Detection of early Parkinson’s disease using 5-hydroxymethylcytosine episignatures in blood DNA

Background Parkinson’s disease (PD) is a common neurodegenerative disorder. However, alterations in the blood hydroxymethylome and the potential of 5-hydroxymethylcytosine episignatures as diagnostic biomarkers for PD remain unclear. Methods We employed APOBEC-coupled epigenetic sequencing (ACE-seq) in a two-phase study design. In the first step, we performed single-base resolution profiling of the hydroxymethylome in a small cohort of drug-naïve PD patients and matched controls. Differentially hydroxymethylated regions (DhmRs) were identified and selected for validation. In the second step, these regions were re-sequenced in a larger cohort to develop and evaluate a diagnostic model. Results Initial genome-wide screening identified 16 candidate DhmRs.
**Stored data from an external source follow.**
//! The variable protocol: how `obj.name` reads and writes resolve.
//!
//! Lookup order is the list factory, then vars the engine computes from its stores, then the
//! object's own value or its type default, then the type's globals.

use smol_str::SmolStr;

use super::Runtime;
use crate::error::{Result, RuntimeError};
use crate::map::Coord;
use crate::matrix::{Matrix, COMPONENTS};
use crate::object::{AtomRole, AtomState, DreamObject, ObjectId, ObjectKind};
use crate::value::Value;

/// Vars backed by a list view. Assigning one replaces the list's contents.
const LIST_VARS: &[&str] = &[
    "overlays",
    "underlays",
    "filters",
    "contents",
    "screen",
    "images",
    "verbs",
];

impl Runtime {
    pub fn get_variable(&mut self, id: ObjectId, name: &str) -> Result<Value> {
        match self.try_get_variable(id, name)? {
            Some(value) => Ok(value),
            None => Err(self.undefined_variable(id, name)),
        }
    }

    /// `Ok(None)` if the object has no var called `name`.
    pub fn try_get_variable(&mut self, id: ObjectId, name: &str) -> Result<Option<Value>> {
        let object = self.object(id)?;
        if let Some(list) = self.special_list(id, &object, name)? {
            return Ok(Some(list.value()));
        }
        if let Some(value) = self.builtin_variable(id, &object, name)? {
            return Ok(Some(value));
        }
        if let Some(value) = object.variable_or_default(name) {
            return Ok(Some(value));
        }
        Ok(object
            .def
            .global_slot(name)
            .map(|slot| self.tree.global_at(slot)))
    }

    pub fn set_variable(&mut self, id: ObjectId, name: &str, value: Value) -> Result<()> {
        let object = self.object(id)?;
        if LIST_VARS.contains(&name) {
            if let Some(list) = self.special_list(id, &object, name)? {
                let values = match &value {
                    Value::Null => vec![],
                    value => match self.try_as_list(value) {
                        Some(source) => source.values(self)?,
                        None => vec![value.clone()],
                    },
                };
                list.cut(self, 1, 0)?;
                for value in values {
                    list.add(self, value)?;
                }
                return Ok(());
            }
        }

        if self.set_builtin_variable(id, &object, name, &value)? {
            return Ok(());
        }
        if object.def.has_variable(name) {
            object.store_variable(name, value);
            return Ok(());
        }
        match object.def.global_slot(name) {
            Some(slot) => {
                self.tree.set_global_at(slot, value);
                Ok(())
            }
            None => Err(self.undefined_variable(id, name)),
        }
    }

    pub fn has_variable(&self, id: ObjectId, name: &str) -> Result<bool> {
        let object = self.object(id)?;
        let builtin = match &object.kind {
            ObjectKind::Filter(filter) => {
                name == "name" || filter.borrow().param(name).is_some()
            }
            _ => false,
        };
        Ok(builtin
            || matches!(name, "type" | "parent_type" | "vars")
            || object.def.has_variable(name)
            || object.def.global_slot(name).is_some())
    }

    /// Declared var names in declaration order. Filters add their parameter names.
    pub fn variable_names(&self, id: ObjectId) -> Result<Vec<SmolStr>> {
        let object = self.object(id)?;
        let mut names: Vec<SmolStr> = object.def.variable_names().cloned().collect();
        if let ObjectKind::Filter(filter) = &object.kind {
            names.extend(filter.borrow().params.iter().map(|(name, _)| name.clone()));
        }
        Ok(names)
    }

    fn undefined_variable(&self, id: ObjectId, name: &str) -> RuntimeError {
        RuntimeError::UndefinedVariable {
            name: name.to_owned(),
            ty: self
                .object(id)
                .map_or_else(|_| "deleted object".to_owned(), |o| o.def.path.to_string()),
        }
    }

    fn builtin_variable(
        &mut self,
        id: ObjectId,
        object: &DreamObject,
        name: &str,
    ) -> Result<Option<Value>> {
        let value = match &object.kind {
            ObjectKind::List(_) if name == "len" => Some(Value::from(self.list(id)?.len(self)?)),
            ObjectKind::Atom(atom) => self.atom_variable(id, atom, name)?,
            ObjectKind::Client(connection) if name == "ckey" => self
                .clients
                .connection(*connection)
                .map(|c| Value::String(c.ckey.clone())),
            ObjectKind::World => {
                let (x, y, z) = self.map.size();
                match name {
                    "maxx" => Some(Value::Float(x as f32)),
                    "maxy" => Some(Value::Float(y as f32)),
                    "maxz" => Some(Value::Float(z as f32)),
                    _ => None,
                }
            }
            ObjectKind::Matrix(matrix) => matrix.get().component(name).map(Value::Float),
            ObjectKind::Vector(vector) => vector.get().var(name),
            ObjectKind::Savefile(_) => match name {
                "cd" => Some(Value::string(self.with_savefile(id, false, |s| s.cd())?)),
                "eof" => Some(Value::Float(0.0)),
                "name" => Some(Value::string(
                    self.with_savefile(id, false, |s| s.path().display().to_string())?,
                )),
                _ => None,
            },
            ObjectKind::Filter(filter) => {
                let filter = filter.borrow();
                match name {
                    "type" => Some(Value::String(filter.kind.clone())),
                    "name" => Some(filter.name.clone().map_or(Value::Null, Value::String)),
                    _ => filter.param(name).cloned(),
                }
            }
            _ => None,
        };
        if value.is_some() {
            return Ok(value);
        }

        Ok(match name {
            "type" => Some(Value::Type(object.def.clone())),
            "parent_type" => Some(
                object
                    .def
                    .parent
                    .clone()
                    .map_or(Value::Null, Value::Type),
            ),
            _ => None,
        })
    }

    fn atom_variable(&mut self, id: ObjectId, atom: &AtomState, name: &str) -> Result<Option<Value>> {
        let appearance = self.appearances.get_appearance(id);
        let text = |s: &Option<SmolStr>| s.clone().map_or(Value::Null, Value::String);
        let value = match name {
            "name" => text(&appearance.name),
            "icon" => text(&appearance.icon),
            "icon_state" => text(&appearance.icon_state),
            "dir" => Value::Float(appearance.direction as f32),
            "transform" => {
                let matrix = Matrix::from_transform(&appearance.transform);
                Value::Object(self.new_matrix(matrix)?)
            }
            "loc" => match atom.role {
                AtomRole::Turf(coord) => self.map.area_at(coord).map_or(Value::Null, Value::Object),
                AtomRole::Movable => atom.loc().map_or(Value::Null, Value::Object),
                AtomRole::Area => Value::Null,
                AtomRole::Image => return Ok(None),
            },
            "x" | "y" | "z" if atom.role != AtomRole::Image => {
                let coord = self.atom_coord(id);
                let component = coord.map_or(0, |c| match name {
                    "x" => c.x,
                    "y" => c.y,
                    _ => c.z,
                });
                Value::Float(component as f32)
            }
            _ => return Ok(None),
        };
        Ok(Some(value))
    }

    /// Writes the engine handles itself. `Ok(false)` means the var is an ordinary one.
    fn set_builtin_variable(
        &mut self,
        id: ObjectId,
        object: &DreamObject,
        name: &str,
        value: &Value,
    ) -> Result<bool> {
        if matches!(name, "type" | "parent_type" | "vars") {
            return Err(RuntimeError::not_supported(
                "assigning a read-only var",
                object.kind.name(),
            ));
        }

        match &object.kind {
            ObjectKind::List(_) if name == "len" => {
                let len = value.must_get_as::<f32>()? as i64;
                self.list(id)?.resize(self, len)?;
                Ok(true)
            }
            ObjectKind::Atom(atom) => self.set_atom_variable(id, atom.role, name, value),
            ObjectKind::Client(_) if name == "ckey" => {
                Err(RuntimeError::not_supported("assigning ckey", "client"))
            }
            ObjectKind::World if matches!(name, "maxx" | "maxy" | "maxz") => {
                let n = value.must_get_as::<f32>()?;
                if n < 0.0 {
                    return Err(RuntimeError::invalid_arguments(format!(
                        "invalid map size {}",
                        n
                    )));
                }
                let (mut x, mut y, mut z) = self.map.size();
                match name {
                    "maxx" => x = n as u32,
                    "maxy" => y = n as u32,
                    _ => z = n as u32,
                }
                self.resize_map((x, y, z))?;
                Ok(true)
            }
            ObjectKind::Matrix(matrix) if COMPONENTS.contains(&name) => {
                let mut m = matrix.get();
                m.set_component(name, value.must_get_as::<f32>()?);
                matrix.set(m);
                Ok(true)
            }
            ObjectKind::Vector(vector) => {
                let mut v = vector.get();
                v.set_var(name, value)?;
                vector.set(v);
                Ok(true)
            }
            ObjectKind::Savefile(_) => match name {
                "cd" => {
                    let path = value.stringify(self);
                    self.with_savefile(id, true, |s| s.set_cd(&path))?;
                    Ok(true)
                }
                _ => Err(RuntimeError::invalid_arguments(format!(
                    "cannot assign savefile var {}",
                    name
                ))),
            },
            ObjectKind::Filter(_) => {
                let value = value.clone();
                self.update_filter(id, |filter| match name {
                    "name" => filter.name = value.try_get_as::<SmolStr>(),
                    _ => filter.set_param(name, value),
                })?;
                Ok(true)
            }
            _ => Ok(false),
        }
    }

    fn set_atom_variable(
        &mut self,
        id: ObjectId,
        role: AtomRole,
        name: &str,
        value: &Value,
    ) -> Result<bool> {
        match name {
            "name" | "icon" | "icon_state" => {
                let text = match value {
                    Value::Null => None,
                    Value::String(s) => Some(s.clone()),
                    Value::Resource(r) => r.path.clone(),
                    other => Some(SmolStr::new(other.stringify(self))),
                };
                let mut appearance = self.appearances.update(id);
                match name {
                    "name" => appearance.name = text,
                    "icon" => appearance.icon = text,
                    _ => appearance.icon_state = text,
                }
            }
            "dir" => {
                let dir = value.must_get_as::<f32>()?;
                self.appearances.update(id).direction = dir as u8;
            }
            "transform" => {
                let matrix = self.matrix_from_value(value)?;
                self.appearances.update(id).transform = matrix.to_transform();
            }
            "loc" => match role {
                AtomRole::Movable => {
                    let loc = match value {
                        Value::Null => None,
                        Value::Object(target) => Some(*target),
                        other => {
                            return Err(RuntimeError::TypeCast {
                                value: other.to_string(),
                                expected: "atom",
                            })
                        }
                    };
                    self.set_loc(id, loc)?;
                }
                AtomRole::Image => return Ok(false),
                _ => return Err(RuntimeError::not_supported("assigning loc", "turf or area")),
            },
            "x" | "y" | "z" => match role {
                AtomRole::Movable => {
                    let n = value.must_get_as::<f32>()?.max(0.0) as u32;
                    let mut coord = self.atom_coord(id).unwrap_or(Coord::new(0, 0, 0));
                    match name {
                        "x" => coord.x = n,
                        "y" => coord.y = n,
                        _ => coord.z = n,
                    }
                    let turf = self.map.turf_at(coord);
                    self.set_loc(id, turf)?;
                }
                AtomRole::Image => return Ok(false),
                _ => {
                    return Err(RuntimeError::not_supported(
                        "assigning coordinates",
                        "turf or area",
                    ))
                }
            },
            _ => return Ok(false),
        }
        Ok(true)
    }

    /// A matrix object, a list of six numbers, or `null` for the identity.
    fn matrix_from_value(&mut self, value: &Value) -> Result<Matrix> {
        if value.is_null() {
            return Ok(Matrix::IDENTITY);
        }
        if let Some(matrix) = self.matrix_of(value) {
            return Ok(matrix);
        }
        if let Some(list) = self.try_as_list(value) {
            let components: Option<Vec<f32>> =
                list.values(self)?.iter().map(Value::as_float).collect();
            if let Some(c) = components.filter(|c| c.len() == 6) {
                return Ok(Matrix::new(c[0], c[1], c[2], c[3], c[4], c[5]));
            }
        }
        Err(RuntimeError::TypeCast {
            value: value.to_string(),
            expected: "matrix",
        })
    }
}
Although models based solely on these regions yielded modest diagnostic performance, an alternative analysis focusing on differentially hydroxymethylated cytosines within the 16 regions led to a diagnostic panel with robust performance, particularly for early PD detection. Retrospective analyses further confirmed the panel’s ability to distinguish early PD patients from controls. Conclusions Our study provides the first evidence that blood-based hydroxymethylome profiles are promising biomarkers for the early diagnosis of PD.